SOURCE MATERIAL.
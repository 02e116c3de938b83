// GNU Affero General Public License v3.0 or later (see LICENSE or https://www.gnu.org/licenses/agpl.txt)
//! OpenShift Version Resolver Library
//!
//! This library resolves and compares OpenShift versions for cluster
//! provisioning: it reads the version running on a cluster host, lists the
//! versions published in the Red Hat registry and in the OpenShift Origin
//! releases, and filters them against the supported range.

pub mod catalog;
pub mod endpoints;
pub mod error;
pub mod http;
pub mod remote;
pub mod version;

// Re-export commonly used items at the crate root for convenience
pub use catalog::{
    ReleaseTag, VERSIONS_HEADER, print_downstream_versions, print_upstream_versions,
    select_downstream_versions, select_upstream_versions,
};
pub use endpoints::{DEFAULT_VERSION, Endpoints, MIN_SUPPORTED_VERSION};
pub use error::{Result, VersionError};
pub use http::{AttoFetcher, HttpFetcher};
pub use remote::{
    DockerCommander, SshCommander, SystemSsh, get_openshift_version,
    get_openshift_version_without_k8s_and_etcd,
};
pub use version::{
    is_greater_or_equal_to_base_version, is_prerelease, parse_bare_version, strip_version_prefix,
    version_ordinal,
};
// GNU Affero General Public License v3.0 or later (see LICENSE or https://www.gnu.org/licenses/agpl.txt)
//! Listing of installable OpenShift versions
//!
//! Downstream versions come from the tag list of the Red Hat container
//! registry, upstream versions from the OpenShift Origin GitHub releases.
//! Both lists are filtered against the minimum supported version and printed
//! in plain lexical order of the version strings.

use std::collections::HashMap;
use std::io::Write;

use log::debug;
use serde::Deserialize;

use crate::endpoints::Endpoints;
use crate::error::{Result, VersionError};
use crate::http::HttpFetcher;
use crate::version::{is_greater_or_equal_to_base_version, is_prerelease, version_ordinal};

/// Header line preceding every version listing
pub const VERSIONS_HEADER: &str = "The following OpenShift versions are available:";

/// A single entry of the GitHub release list
#[derive(Debug, Clone, PartialEq, Eq, Deserialize)]
pub struct ReleaseTag {
    pub name: String,
}

/// Fetch the tag map of the OpenShift image from the container registry
///
/// # Errors
/// Returns a network, status or decode error
pub fn fetch_registry_tags<F: HttpFetcher + ?Sized>(
    fetcher: &F,
    url: &str,
) -> Result<HashMap<String, String>> {
    let body = fetcher.get(url)?;
    serde_json::from_reader(body).map_err(|source| VersionError::Decode {
        url: url.to_string(),
        source,
    })
}

/// Fetch the release list of OpenShift Origin from GitHub
///
/// # Errors
/// Returns a network, status or decode error
pub fn fetch_releases<F: HttpFetcher + ?Sized>(fetcher: &F, url: &str) -> Result<Vec<ReleaseTag>> {
    let body = fetcher.get(url)?;
    serde_json::from_reader(body).map_err(|source| VersionError::Decode {
        url: url.to_string(),
        source,
    })
}

/// Select registry tags at or above `min_supported_version`
///
/// Tags are compared by their ordinal encoding. Tags containing "latest" or
/// a hyphen are never selected. The result is sorted lexically.
///
/// # Errors
/// Returns an error if `min_supported_version` has no ordinal encoding
pub fn select_downstream_versions<'a, I>(tags: I, min_supported_version: &str) -> Result<Vec<String>>
where
    I: IntoIterator<Item = &'a String>,
{
    let min_ordinal = version_ordinal(min_supported_version)?;

    let mut selected: Vec<String> = tags
        .into_iter()
        .filter(|tag| !tag.contains("latest") && !tag.contains('-'))
        .filter(|tag| match version_ordinal(tag) {
            Ok(ordinal) => ordinal >= min_ordinal,
            Err(e) => {
                debug!("Skipping registry tag {tag}: {e}");
                false
            }
        })
        .cloned()
        .collect();

    selected.sort();
    Ok(selected)
}

/// Select release names worth offering to the user
///
/// A release is selected when it does not contain "latest", parses as a
/// semantic version at or above `min_supported_version`, and is either at or
/// above `default_version` or not a pre-release. Releases whose name cannot
/// be compared are dropped. The result is sorted lexically.
#[must_use]
pub fn select_upstream_versions(
    releases: &[ReleaseTag],
    min_supported_version: &str,
    default_version: &str,
) -> Vec<String> {
    let mut selected: Vec<String> = releases
        .iter()
        .map(|release| release.name.as_str())
        .filter(|name| !name.contains("latest"))
        .filter(|name| {
            compares_at_least(name, min_supported_version)
                && (compares_at_least(name, default_version) || !is_prerelease(name))
        })
        .map(str::to_string)
        .collect();

    selected.sort();
    selected
}

fn compares_at_least(name: &str, base_version: &str) -> bool {
    match is_greater_or_equal_to_base_version(name, base_version) {
        Ok(at_least) => at_least,
        Err(e) => {
            debug!("Dropping release {name}: {e}");
            false
        }
    }
}

/// Write the version header followed by one `\t- <version>` line per entry
///
/// # Errors
/// Returns [`VersionError::Io`] if the output cannot be written
pub fn write_versions<W: Write + ?Sized>(output: &mut W, versions: &[String]) -> Result<()> {
    writeln!(output, "{VERSIONS_HEADER}")?;
    for version in versions {
        writeln!(output, "\t- {version}")?;
    }
    Ok(())
}

/// Print the downstream OpenShift versions published in the container registry
///
/// # Errors
/// Returns a network, status or decode error from the fetch, or an I/O error
/// from writing the listing
pub fn print_downstream_versions<F, W>(
    fetcher: &F,
    endpoints: &Endpoints,
    output: &mut W,
    min_supported_version: &str,
) -> Result<()>
where
    F: HttpFetcher + ?Sized,
    W: Write + ?Sized,
{
    let tags = fetch_registry_tags(fetcher, &endpoints.registry_tags_url)?;
    debug!("Registry returned {} tags", tags.len());
    let versions = select_downstream_versions(tags.keys(), min_supported_version)?;
    write_versions(output, &versions)
}

/// Print the upstream OpenShift Origin versions released on GitHub
///
/// # Errors
/// Returns a network, status or decode error from the fetch, or an I/O error
/// from writing the listing
pub fn print_upstream_versions<F, W>(
    fetcher: &F,
    endpoints: &Endpoints,
    output: &mut W,
    min_supported_version: &str,
    default_version: &str,
) -> Result<()>
where
    F: HttpFetcher + ?Sized,
    W: Write + ?Sized,
{
    let releases = fetch_releases(fetcher, &endpoints.releases_url)?;
    debug!("GitHub returned {} releases", releases.len());
    let versions = select_upstream_versions(&releases, min_supported_version, default_version);
    write_versions(output, &versions)
}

ASSIGNED TASK.
Retype the listing above word for word.

FINISHED EXERCISE.
repository 02e116c3de938b83
// GNU Affero General Public License v3.0 or later (see LICENSE or https://www.gnu.org/licenses/agpl.txt)
//! OpenShift Version Resolver Library
//!
//! This library resolves and compares OpenShift versions for cluster
//! provisioning: it reads the version running on a cluster host, lists the
//! versions published in the Red Hat registry and in the OpenShift Origin
//! releases, and filters them against the supported range.

pub mod catalog;
pub mod endpoints;
pub mod error;
pub mod http;
pub mod remote;
pub mod version;

// Re-export commonly used items at the crate root for convenience
pub use catalog::{
    ReleaseTag, VERSIONS_HEADER, print_downstream_versions, print_upstream_versions,
    select_downstream_versions, select_upstream_versions,
};
pub use endpoints::{DEFAULT_VERSION, Endpoints, MIN_SUPPORTED_VERSION};
pub use error::{Result, VersionError};
pub use http::{AttoFetcher, HttpFetcher};
pub use remote::{
    DockerCommander, SshCommander, SystemSsh, get_openshift_version,
    get_openshift_version_without_k8s_and_etcd,
};
pub use version::{
    is_greater_or_equal_to_base_version, is_prerelease, parse_bare_version, strip_version_prefix,
    version_ordinal,
};
// GNU Affero General Public License v3.0 or later (see LICENSE or https://www.gnu.org/licenses/agpl.txt)
//! Listing of installable OpenShift versions
//!
//! Downstream versions come from the tag list of the Red Hat container
//! registry, upstream versions from the OpenShift Origin GitHub releases.
//! Both lists are filtered against the minimum supported version and printed
//! in plain lexical order of the version strings.

use std::collections::HashMap;
use std::io::Write;

use log::debug;
use serde::Deserialize;

use crate::endpoints::Endpoints;
use crate::error::{Result, VersionError};
use crate::http::HttpFetcher;
use crate::version::{is_greater_or_equal_to_base_version, is_prerelease, version_ordinal};

/// Header line preceding every version listing
pub const VERSIONS_HEADER: &str = "The following OpenShift versions are available:";

/// A single entry of the GitHub release list
#[derive(Debug, Clone, PartialEq, Eq, Deserialize)]
pub struct ReleaseTag {
    pub name: String,
}

/// Fetch the tag map of the OpenShift image from the container registry
///
/// # Errors
/// Returns a network, status or decode error
pub fn fetch_registry_tags<F: HttpFetcher + ?Sized>(
    fetcher: &F,
    url: &str,
) -> Result<HashMap<String, String>> {
    let body = fetcher.get(url)?;
    serde_json::from_reader(body).map_err(|source| VersionError::Decode {
        url: url.to_string(),
        source,
    })
}

/// Fetch the release list of OpenShift Origin from GitHub
///
/// # Errors
/// Returns a network, status or decode error
pub fn fetch_releases<F: HttpFetcher + ?Sized>(fetcher: &F, url: &str) -> Result<Vec<ReleaseTag>> {
    let body = fetcher.get(url)?;
    serde_json::from_reader(body).map_err(|source| VersionError::Decode {
        url: url.to_string(),
        source,
    })
}

/// Select registry tags at or above `min_supported_version`
///
/// Tags are compared by their ordinal encoding. Tags containing "latest" or
/// a hyphen are never selected. The result is sorted lexically.
///
/// # Errors
/// Returns an error if `min_supported_version` has no ordinal encoding
pub fn select_downstream_versions<'a, I>(tags: I, min_supported_version: &str) -> Result<Vec<String>>
where
    I: IntoIterator<Item = &'a String>,
{
    let min_ordinal = version_ordinal(min_supported_version)?;

    let mut selected: Vec<String> = tags
        .into_iter()
        .filter(|tag| !tag.contains("latest") && !tag.contains('-'))
        .filter(|tag| match version_ordinal(tag) {
            Ok(ordinal) => ordinal >= min_ordinal,
            Err(e) => {
                debug!("Skipping registry tag {tag}: {e}");
                false
            }
        })
        .cloned()
        .collect();

    selected.sort();
    Ok(selected)
}

/// Select release names worth offering to the user
///
/// A release is selected when it does not contain "latest", parses as a
/// semantic version at or above `min_supported_version`, and is either at or
/// above `default_version` or not a pre-release. Releases whose name cannot
/// be compared are dropped. The result is sorted lexically.
#[must_use]
pub fn select_upstream_versions(
    releases: &[ReleaseTag],
    min_supported_version: &str,
    default_version: &str,
) -> Vec<String> {
    let mut selected: Vec<String> = releases
        .iter()
        .map(|release| release.name.as_str())
        .filter(|name| !name.contains("latest"))
        .filter(|name| {
            compares_at_least(name, min_supported_version)
                && (compares_at_least(name, default_version) || !is_prerelease(name))
        })
        .map(str::to_string)
        .collect();

    selected.sort();
    selected
}

fn compares_at_least(name: &str, base_version: &str) -> bool {
    match is_greater_or_equal_to_base_version(name, base_version) {
        Ok(at_least) => at_least,
        Err(e) => {
            debug!("Dropping release {name}: {e}");
            false
        }
    }
}

/// Write the version header followed by one `\t- <version>` line per entry
///
/// # Errors
/// Returns [`VersionError::Io`] if the output cannot be written
pub fn write_versions<W: Write + ?Sized>(output: &mut W, versions: &[String]) -> Result<()> {
    writeln!(output, "{VERSIONS_HEADER}")?;
    for version in versions {
        writeln!(output, "\t- {version}")?;
    }
    Ok(())
}

/// Print the downstream OpenShift versions published in the container registry
///
/// # Errors
/// Returns a network, status or decode error from the fetch, or an I/O error
/// from writing the listing
pub fn print_downstream_versions<F, W>(
    fetcher: &F,
    endpoints: &Endpoints,
    output: &mut W,
    min_supported_version: &str,
) -> Result<()>
where
    F: HttpFetcher + ?Sized,
    W: Write + ?Sized,
{
    let tags = fetch_registry_tags(fetcher, &endpoints.registry_tags_url)?;
    debug!("Registry returned {} tags", tags.len());
    let versions = select_downstream_versions(tags.keys(), min_supported_version)?;
    write_versions(output, &versions)
}

/// Print the upstream OpenShift Origin versions released on GitHub
///
/// # Errors
/// Returns a network, status or decode error from the fetch, or an I/O error
/// from writing the listing
pub fn print_upstream_versions<F, W>(
    fetcher: &F,
    endpoints: &Endpoints,
    output: &mut W,
    min_supported_version: &str,
    default_version: &str,
) -> Result<()>
where
    F: HttpFetcher + ?Sized,
    W: Write + ?Sized,
{
    let releases = fetch_releases(fetcher, &endpoints.releases_url)?;
    debug!("GitHub returned {} releases", releases.len());
    let versions = select_upstream_versions(&releases, min_supported_version, default_version);
    write_versions(output, &versions)
}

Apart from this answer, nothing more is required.